Inkasso

Gerichtliche Einigung

Antrag auf Mahnbescheid

Um ein gerichtliches Mahnverfahren einzuleiten, muss zunächst ein Antrag auf Mahnbescheid gestellt werden. Wer berechtigt ist, den Antrag zu stellen und wie ein gerichtliches Mahnverfahren abläuft, erläutern wir Ihnen auf dieser Seite. Mit erfahrenen und seriösen Partnern sind Sie auf der sicheren Seite. Gerne vermitteln wir Ihnen passende Dienstleister. Unser Service ist kostenlos und unverbindlich

Der Weg zum gerichtlichen Mahnverfahren

Wenn Sie ein Inkassounternehmen beauftragen, ist das nicht gleichbedeutend mit dem Gang vor Gericht. Die Dienstleister versuchen zunächst, den Schuldner durch ein effizientes Forderungsmanagement zur Zahlung zu bewegen oder außergerichtlich eine alternative Zahlungsmethode zu finden. Bleiben alle außergerichtlichen Maßnahmen erfolglos, bleibt oft nur ein Weg: das gerichtliche Mahnverfahren. Um das Verfahren einzuleiten, muss zunächst ein Antrag auf Mahnbescheid gestellt werden. 

Was ist ein Mahnbescheid?

Mit dem gerichtlichen Mahnbescheid macht ein Gläubiger seine Forderungen gegenüber dem Schuldner amtlich geltend.

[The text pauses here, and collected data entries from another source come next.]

use dk_core::dynakube::FailurePolicy;
use dk_core::namespace_mapper::{
    InjectionCapability,
    selects,
};
use dk_core::prelude::*;

use super::volumes::has_config_mounts;

pub const INSTALL_CONTAINER_NAME: &str = "install-oneagent";

const TRUE: &str = "true";
const FALSE: &str = "false";

#[derive(Clone, Copy, Debug, Default, Eq, PartialEq)]
pub struct Capabilities {
    pub oneagent: bool,
    pub enrichment: bool,
}

impl Capabilities {
    pub fn any(&self) -> bool {
        self.oneagent || self.enrichment
    }

    pub fn names(&self) -> Vec<&'static str> {
        let mut names = vec![];
        if self.oneagent {
            names.push("oneAgent");
        }
        if self.enrichment {
            names.push("enrichment");
        }
        names
    }
}

// Everything the sub-mutators need to know about one admitted pod.  The pod is a working copy; the
// patch is computed against the original at the end.
pub struct MutationRequest {
    pub pod: corev1::Pod,
    pub namespace: corev1::Namespace,
    pub dk: DynaKube,
    pub split_mounts: bool,
    pub capabilities: Capabilities,
}

impl MutationRequest {
    pub fn new(pod: corev1::Pod, namespace: corev1::Namespace, dk: DynaKube) -> anyhow::Result<MutationRequest> {
        let capabilities = Capabilities {
            oneagent: capability_enabled(&pod, &namespace, &dk, InjectionCapability::OneAgent)?,
            enrichment: capability_enabled(&pod, &namespace, &dk, InjectionCapability::Enrichment)?,
        };
        let split_mounts = pod.annotation(SPLIT_MOUNTS_ANNOTATION_KEY) == Some(TRUE);

        Ok(MutationRequest { pod, namespace, dk, split_mounts, capabilities })
    }

    pub fn namespace_name(&self) -> String {
        self.namespace.name_any()
    }

    pub fn failure_policy(&self) -> FailurePolicy {
        failure_policy_for(&self.pod, Some(&self.dk))
    }

    pub fn is_container_excluded(&self, name: &str) -> bool {
        self.pod.annotation(&format!("{CONTAINER_INJECT_ANNOTATION_PREFIX}{name}")) == Some(FALSE)
    }

    // Application containers that are allowed to be injected; the install container lives in
    // initContainers and is never one of them
    pub fn injectable_containers(&self) -> anyhow::Result<Vec<&corev1::Container>> {
        Ok(self.pod.spec()?.containers.iter().filter(|c| !self.is_container_excluded(&c.name)).collect())
    }

    // Injectable containers that don't yet carry the config mounts for the enabled capabilities
    pub fn new_container_names(&self) -> anyhow::Result<Vec<String>> {
        Ok(self
            .injectable_containers()?
            .into_iter()
            .filter(|c| !has_config_mounts(c, self.split_mounts, self.capabilities))
            .map(|c| c.name.clone())
            .collect())
    }

    pub fn containers_named_mut<'a>(
        &'a mut self,
        names: &'a [String],
    ) -> anyhow::Result<impl Iterator<Item = &'a mut corev1::Container>> {
        Ok(self.pod.spec_mut()?.containers.iter_mut().filter(move |c| names.contains(&c.name)))
    }

    pub fn install_container_mut(&mut self) -> anyhow::Result<Option<&mut corev1::Container>> {
        Ok(self
            .pod
            .spec_mut()?
            .init_containers
            .iter_mut()
            .flatten()
            .find(|c| c.name == INSTALL_CONTAINER_NAME))
    }
}

pub fn is_injected(pod: &corev1::Pod) -> bool {
    pod.spec
        .as_ref()
        .and_then(|s| s.init_containers.as_ref())
        .is_some_and(|ics| ics.iter().any(|c| c.name == INSTALL_CONTAINER_NAME))
}

// The pod's own annotation wins over the DynaKube's feature flag
pub fn failure_policy_for(pod: &corev1::Pod, dk: Option<&DynaKube>) -> FailurePolicy {
    match (pod.annotation(FAILURE_POLICY_ANNOTATION_KEY), dk) {
        (Some(policy), _) => FailurePolicy::parse(policy),
        (None, Some(dk)) => dk.feature_flags().injection_failure_policy(),
        (None, None) => FailurePolicy::default(),
    }
}

// Capability-specific annotation > "dynatrace.com/inject" > the automatic-injection feature flag
fn capability_enabled(
    pod: &corev1::Pod,
    ns: &corev1::Namespace,
    dk: &DynaKube,
    capability: InjectionCapability,
) -> anyhow::Result<bool> {
    let global = pod.annotation(INJECT_ANNOTATION_KEY);
    if global == Some(FALSE) || !selects(dk, ns, capability)? {
        return Ok(false);
    }

    let key = match capability {
        InjectionCapability::OneAgent => ONEAGENT_INJECT_ANNOTATION_KEY,
        InjectionCapability::Enrichment => ENRICHMENT_INJECT_ANNOTATION_KEY,
    };
    Ok(match pod.annotation(key).or(global) {
        Some(value) => value == TRUE,
        None => dk.feature_flags().automatic_injection(),
    })
}
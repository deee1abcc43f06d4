use k8s_openapi::api::apps::v1 as appsv1;
use k8s_openapi::api::batch::v1 as batchv1;
use kube::Resource;
use tracing::*;

use super::*;
use crate::prelude::*;

const POD_KIND: &str = "Pod";

#[derive(Clone, Debug, Eq, PartialEq)]
pub struct WorkloadInfo {
    pub kind: String,
    pub name: String,
}

impl From<&metav1::OwnerReference> for WorkloadInfo {
    fn from(owner: &metav1::OwnerReference) -> WorkloadInfo {
        WorkloadInfo { kind: owner.kind.to_lowercase(), name: owner.name.clone() }
    }
}

fn controller_of(obj: &impl Resource) -> Option<WorkloadInfo> {
    obj.owner_references()
        .iter()
        .find(|owner| owner.controller == Some(true))
        .map(WorkloadInfo::from)
}

// ReplicaSets and Jobs are usually generated by a Deployment or CronJob, so we follow the owner
// chain one more hop for those; anything else is reported as-is.  A pod without a controller is
// its own workload.
#[instrument(skip_all, fields(pod.namespaced_name = pod.namespaced_name()))]
pub async fn find_root_workload(client: kube::Client, pod: &corev1::Pod, namespace: &str) -> anyhow::Result<WorkloadInfo> {
    let Some(owner) = pod.controller_owner() else {
        return Ok(WorkloadInfo { kind: POD_KIND.to_lowercase(), name: pod.name_any() });
    };

    let parent = match owner.kind.as_str() {
        REPLICASET_KIND => {
            let api: kube::Api<appsv1::ReplicaSet> = kube::Api::namespaced(client, namespace);
            api.get_opt(&owner.name).await?.and_then(|obj| controller_of(&obj))
        },
        JOB_KIND => {
            let api: kube::Api<batchv1::Job> = kube::Api::namespaced(client, namespace);
            api.get_opt(&owner.name).await?.and_then(|obj| controller_of(&obj))
        },
        _ => None,
    };

    let workload = parent.unwrap_or_else(|| WorkloadInfo::from(owner));
    debug!("resolved workload {}/{}", workload.kind, workload.name);
    Ok(workload)
}
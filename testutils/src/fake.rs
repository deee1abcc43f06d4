use httpmock::prelude::*;
use httpmock::{
    Mock,
    Then,
    When,
};
use serde_json::json;

// A builder around an httpmock server that stands in for the Kubernetes API server; register
// handlers, call build(), then hand the paired kube::Client to the code under test
pub struct MockServerBuilder {
    server: MockServer,
    handlers: Vec<Box<dyn Fn(When, Then)>>,
    mock_ids: Vec<usize>,
}

fn log_req(req: &HttpMockRequest) -> bool {
    println!("    apiserver got: {} {}", req.method(), req.uri().path());
    true
}

impl MockServerBuilder {
    pub fn new() -> MockServerBuilder {
        MockServerBuilder { server: MockServer::start(), handlers: vec![], mock_ids: vec![] }
    }

    // Every registered handler must have been hit at least once
    pub fn assert(&self) {
        for id in &self.mock_ids {
            let calls = Mock::new(*id, &self.server).calls();
            assert!(calls >= 1, "apiserver handler {id} was never called");
        }
    }

    pub fn handle<F: Fn(When, Then) + 'static>(&mut self, f: F) -> &mut Self {
        self.handlers.push(Box::new(move |w, t| f(w.matches(log_req), t)));
        self
    }

    pub fn handle_get(&mut self, path: String, body: serde_json::Value) -> &mut Self {
        self.handle(move |when, then| {
            when.method(GET).path(&path);
            then.json_body(body.clone());
        })
    }

    pub fn handle_not_found(&mut self, path: String) -> &mut Self {
        self.handle(move |when, then| {
            when.method(GET).path(&path);
            then.status(404).json_body(status_not_found());
        })
    }

    pub fn build(&mut self) {
        for f in self.handlers.iter() {
            self.mock_ids.push(self.server.mock(f).id);
        }

        // Catch-all so unexpected requests show up in the test output; it has to be registered
        // last so the real handlers match first
        self.server.mock(|when, then| {
            when.matches(log_req);
            then.status(404).json_body(status_not_found());
        });
    }

    pub fn url(&self) -> http::Uri {
        http::Uri::try_from(self.server.url("/")).unwrap()
    }
}

impl Default for MockServerBuilder {
    fn default() -> Self {
        Self::new()
    }
}

pub fn make_fake_apiserver() -> (MockServerBuilder, kube::Client) {
    let builder = MockServerBuilder::new();
    let config = kube::Config::new(builder.url());
    let client = kube::Client::try_from(config).unwrap();
    (builder, client)
}

pub fn status_ok() -> serde_json::Value {
    json!({
      "kind": "Status",
      "apiVersion": "v1",
      "metadata": {},
      "status": "Success",
      "code": 200
    })
}

pub fn status_not_found() -> serde_json::Value {
    json!({
      "kind": "Status",
      "apiVersion": "v1",
      "metadata": {},
      "status": "Failure",
      "reason": "NotFound",
      "code": 404
    })
}

pub fn status_already_exists() -> serde_json::Value {
    json!({
      "kind": "Status",
      "apiVersion": "v1",
      "metadata": {},
      "status": "Failure",
      "reason": "AlreadyExists",
      "code": 409
    })
}

pub fn list_of(items: Vec<serde_json::Value>) -> serde_json::Value {
    json!({
        "kind": "List",
        "apiVersion": "v1",
        "metadata": {},
        "items": items,
    })
}
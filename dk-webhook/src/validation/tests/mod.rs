
use std::sync::Arc;
use std::time::Duration;

use assertables::*;
use dk_testutils::*;
use rstest::*;

use super::*;
use crate::events::NoopEventPublisher;

fn test_ctx(client: kube::Client) -> WebhookContext {
    WebhookContext {
        client,
        operator_namespace: TEST_OPERATOR_NAMESPACE.into(),
        bootstrapper_image: TEST_BOOTSTRAPPER_IMAGE.into(),
        csi_driver_enabled: false,
        openshift: false,
        request_timeout: Duration::from_secs(5),
        events: Arc::new(NoopEventPublisher),
    }
}

fn dynakubes_path() -> String {
    format!("/apis/dynatrace.com/v1beta5/namespaces/{TEST_OPERATOR_NAMESPACE}/dynakubes")
}

// An apiserver with the given DynaKubes and the test namespace; every rule that lists siblings
// or namespaces is served from here
fn fake_cluster(dks: &[&DynaKube]) -> (MockServerBuilder, kube::Client) {
    let (mut fake_apiserver, client) = make_fake_apiserver();
    let items = dks.iter().map(|dk| serde_json::to_value(dk).unwrap()).collect();
    let ns = serde_json::to_value(test_namespace(TEST_NAMESPACE)).unwrap();
    fake_apiserver
        .handle_get(dynakubes_path(), list_of(items))
        .handle_get("/api/v1/namespaces".into(), list_of(vec![ns]));
    fake_apiserver.build();
    (fake_apiserver, client)
}
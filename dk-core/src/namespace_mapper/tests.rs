use dk_testutils::*;
use rstest::*;

use super::*;
use crate::macros::*;

fn select_labels(dk: &mut DynaKube, key: &str, value: &str) {
    let sel = metav1::LabelSelector { match_labels: klabel!(key => value), ..Default::default() };
    dk.spec.one_agent.cloud_native_full_stack.as_mut().unwrap().app_injection.namespace_selector = Some(sel);
}

#[rstest]
#[case::operator_ns(TEST_OPERATOR_NAMESPACE, true)]
#[case::kube_system("kube-system", true)]
#[case::openshift("openshift-monitoring", true)]
#[case::user_ns(TEST_NAMESPACE, false)]
#[case::kube_prefix_without_dash("kubeflow", false)]
fn test_is_namespace_ignored(#[case] ns: &str, #[case] expected: bool) {
    assert_eq!(is_namespace_ignored(ns, TEST_OPERATOR_NAMESPACE), expected);
}

#[rstest]
fn test_selects_unset_selector(test_dynakube: DynaKube, test_namespace: corev1::Namespace) {
    assert!(selects(&test_dynakube, &test_namespace, InjectionCapability::OneAgent).unwrap());
    assert!(!selects(&test_dynakube, &test_namespace, InjectionCapability::Enrichment).unwrap());
}

#[rstest]
fn test_selects_label_mismatch(mut test_dynakube: DynaKube, test_namespace: corev1::Namespace) {
    select_labels(&mut test_dynakube, "team", "payments");
    for cap in InjectionCapability::ALL {
        assert!(!selects(&test_dynakube, &test_namespace, cap).unwrap());
    }
}

#[rstest]
fn test_find_dynakube_for_namespace(mut test_dynakube: DynaKube, mut test_namespace: corev1::Namespace) {
    let mut other = test_dynakube.clone();
    other.metadata.name = Some("other".into());
    select_labels(&mut test_dynakube, "team", "payments");
    select_labels(&mut other, "team", "search");
    test_namespace.labels_mut().insert("team".into(), "search".into());

    let dks = vec![test_dynakube, other];
    let res = find_dynakube_for_namespace(&test_namespace, &dks).unwrap().unwrap();
    assert_eq!(res.name_any(), "other");
}

#[rstest]
fn test_find_dynakube_for_namespace_conflict(test_dynakube: DynaKube, test_namespace: corev1::Namespace) {
    let mut other = test_dynakube.clone();
    other.metadata.name = Some("other".into());

    let dks = vec![test_dynakube, other];
    let err = find_dynakube_for_namespace(&test_namespace, &dks).unwrap_err().downcast().unwrap();
    assert!(matches!(err, NamespaceMapperError::ConflictingDynakubes(_)));
}

#[rstest]
fn test_find_dynakube_enrichment_only(mut test_dynakube: DynaKube, test_namespace: corev1::Namespace) {
    test_dynakube.spec.one_agent = Default::default();
    test_dynakube.spec.metadata_enrichment.enabled = Some(true);

    let dks = vec![test_dynakube];
    assert!(find_dynakube_for_namespace(&test_namespace, &dks).unwrap().is_some());
}

#[rstest]
fn test_find_conflicting_dynakubes(mut test_dynakube: DynaKube, test_namespace: corev1::Namespace) {
    let overlapping = {
        let mut dk = test_dynakube.clone();
        dk.metadata.name = Some("overlapping".into());
        dk
    };
    let disjoint = {
        let mut dk = test_dynakube.clone();
        dk.metadata.name = Some("disjoint".into());
        select_labels(&mut dk, "team", "payments");
        dk
    };
    select_labels(&mut test_dynakube, KUBERNETES_IO_METADATA_NAME_KEY, TEST_NAMESPACE);

    let others = vec![test_dynakube.clone(), overlapping, disjoint];
    let res = find_conflicting_dynakubes(&test_dynakube, &others, &[test_namespace]).unwrap();
    assert_eq!(res, vec!["overlapping"]);
}

#[rstest]
fn test_conflict_across_capabilities(mut test_dynakube: DynaKube, test_namespace: corev1::Namespace) {
    select_labels(&mut test_dynakube, KUBERNETES_IO_METADATA_NAME_KEY, TEST_NAMESPACE);
    let mut enrichment_only = test_dynakube.clone();
    enrichment_only.metadata.name = Some("enrichment-only".into());
    enrichment_only.spec.one_agent = Default::default();
    enrichment_only.spec.metadata_enrichment.enabled = Some(true);
    enrichment_only.spec.metadata_enrichment.namespace_selector = Some(metav1::LabelSelector {
        match_labels: klabel!(KUBERNETES_IO_METADATA_NAME_KEY => TEST_NAMESPACE),
        ..Default::default()
    });

    let dks = vec![test_dynakube.clone(), enrichment_only];
    let err = find_dynakube_for_namespace(&test_namespace, &dks).unwrap_err().downcast().unwrap();
    assert!(matches!(err, NamespaceMapperError::ConflictingDynakubes(_)));

    let res = find_conflicting_dynakubes(&test_dynakube, &dks, &[test_namespace]).unwrap();
    assert_eq!(res, vec!["enrichment-only"]);
}
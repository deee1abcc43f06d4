use std::collections::BTreeMap; // BTreeMap sorts by key, HashMap doesn't

use dk_core::prelude::*;
use lazy_static::lazy_static;
use tracing::*;

use super::ValidationContext;
use super::rules::*;
use super::validator::{
    Validator,
    ValidatorCode,
    ValidatorType,
};

#[derive(Debug, Default, Eq, PartialEq)]
pub struct ValidationResult {
    pub errors: Vec<String>,
    pub warnings: Vec<String>,
}

pub struct ValidationStore {
    pub(super) validators: BTreeMap<ValidatorCode, Validator>,
}

impl ValidationStore {
    // Every rule runs, even after an earlier one has failed
    pub async fn validate(&self, ctx: &ValidationContext, dk: &DynaKube) -> ValidationResult {
        let mut result = ValidationResult::default();
        for (code, v) in self.validators.iter() {
            for msg in v.run(ctx, dk).await {
                debug!("rule {code} ({}) fired for {}: {msg}", v.name, dk.namespaced_name());
                match v.type_ {
                    ValidatorType::Error => result.errors.push(msg),
                    ValidatorType::Warning => result.warnings.push(msg),
                }
            }
        }
        result
    }

    fn new() -> ValidationStore {
        let mut store = ValidationStore { validators: BTreeMap::new() };

        store.register(general::name_validator());
        store.register(general::api_url_validator());
        store.register(general::api_url_immutable_validator());
        store.register(general::istio_validator());
        store.register(general::deprecated_feature_flags_validator());

        store.register(oneagent::conflicting_modes_validator());
        store.register(oneagent::version_validator());
        store.register(oneagent::public_image_validator());
        store.register(oneagent::csi_required_validator());
        store.register(oneagent::duplicate_args_validator());
        store.register(oneagent::duplicate_host_tags_validator());
        store.register(oneagent::host_id_source_validator());
        store.register(oneagent::installer_env_validator());
        store.register(oneagent::host_group_validator());

        store.register(activegate::invalid_capabilities_validator());
        store.register(activegate::duplicate_capabilities_validator());
        store.register(activegate::memory_limit_validator());

        store.register(selectors::namespace_selector_conflict_validator());
        store.register(selectors::namespace_selector_labels_validator());
        store.register(selectors::node_selector_conflict_validator());

        store.register(proxy::validator());

        store.register(modules::extension_image_validator());
        store.register(modules::extension_volume_validator());
        store.register(modules::kspm_image_validator());
        store.register(modules::kspm_capability_validator());
        store.register(modules::log_monitoring_template_validator());
        store.register(modules::enrichment_without_injection_validator());

        store
    }

    fn register(&mut self, v: Validator) {
        let index = self.validators.keys().filter(|code| code.0 == v.type_).count();
        self.validators.insert(ValidatorCode(v.type_, index), v);
    }
}

lazy_static! {
    pub static ref VALIDATORS: ValidationStore = ValidationStore::new();
}
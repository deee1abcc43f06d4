use dk_core::image_ref::ImageRef;
use dk_core::prelude::*;
use serde::Serialize;

use super::init_container::{
    K8S_NODE_NAME_ENV,
    K8S_POD_NAME_ENV,
    K8S_POD_UID_ENV,
};
use super::request::MutationRequest;
use super::volumes::add_config_mounts;

pub const CONTAINER_ATTRIBUTE_ARG: &str = "--container-attribute";

#[derive(Debug, Serialize)]
#[serde(rename_all = "camelCase")]
struct ContainerAttribute<'a> {
    container_name: &'a str,
    image: ImageRef,
    capabilities: Vec<&'static str>,
}

pub fn attribute_arg(key: &str, value: &str) -> String {
    format!("--attribute-{key}={value}")
}

fn env_ref(name: &str) -> String {
    format!("$({name})")
}

// Values the bootstrapper writes into every container's config; the pod-level ones that aren't
// known at admission time are expanded by the kubelet from the install container's env
pub fn pod_attribute_args(req: &MutationRequest) -> Vec<String> {
    let status = req.dk.status.clone().unwrap_or_default();
    let cluster_uid = status.kube_system_uuid.unwrap_or_default();

    vec![
        attribute_arg("clusterUID", &cluster_uid),
        attribute_arg("podName", &env_ref(K8S_POD_NAME_ENV)),
        attribute_arg("podUID", &env_ref(K8S_POD_UID_ENV)),
        attribute_arg("nodeName", &env_ref(K8S_NODE_NAME_ENV)),
        attribute_arg("namespaceName", &req.namespace_name()),
        attribute_arg("clusterName", &status.kubernetes_cluster_name.unwrap_or_default()),
        attribute_arg("dtClusterEntity", &status.kubernetes_cluster_meid.unwrap_or_default()),
        attribute_arg("dt.kubernetes.cluster.id", &cluster_uid),
    ]
}

fn container_attribute_arg(req: &MutationRequest, container: &corev1::Container) -> anyhow::Result<String> {
    let attr = ContainerAttribute {
        container_name: &container.name,
        image: ImageRef::parse(container.image.as_deref().unwrap_or_default())?,
        capabilities: req.capabilities.names(),
    };
    Ok(format!("{CONTAINER_ATTRIBUTE_ARG}={}", serde_json::to_string(&attr)?))
}

// One container-attribute arg per new container, which also gets its config mounts; the caller
// appends the returned args to the install container
pub fn add_container_attributes(req: &mut MutationRequest, names: &[String]) -> anyhow::Result<Vec<String>> {
    let mut args = vec![];
    for container in req.pod.spec()?.containers.iter().filter(|c| names.contains(&c.name)) {
        args.push(container_attribute_arg(req, container)?);
    }

    let (split_mounts, caps) = (req.split_mounts, req.capabilities);
    for container in req.containers_named_mut(names)? {
        add_config_mounts(container, split_mounts, caps);
    }
    Ok(args)
}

Der Gläubiger stellt einen Antrag auf Erlass eines Mahnbescheids beim zuständigen Amtsgericht. Wird diesem Antrag zugestimmt, bekommt der Schuldner den Mahnbescheid über den offiziellen Postweg zugestellt und das Mahnverfahren gilt damit als eröffnet. Gleichzeitig mit dem Mahnbescheid erhält der Schuldner eine Kostenrechnung mit allen angefallenen Kosten und Mahngebühren.

Ablauf: Antrag auf Mahnbescheid

Funktionen des Mahnbescheids

Der gesetzliche Mahnbescheid hat im Grunde zwei wichtige Funktionen:

  1. Die Verjährung der Forderung wird dadurch unterbrochen.
  2. Ohne Mahnbescheid kann kein vollstreckbarer Schuldtitel erwirkt werden. Der Schuldtitel ermöglicht die Zwangsvollstreckung und Pfändung.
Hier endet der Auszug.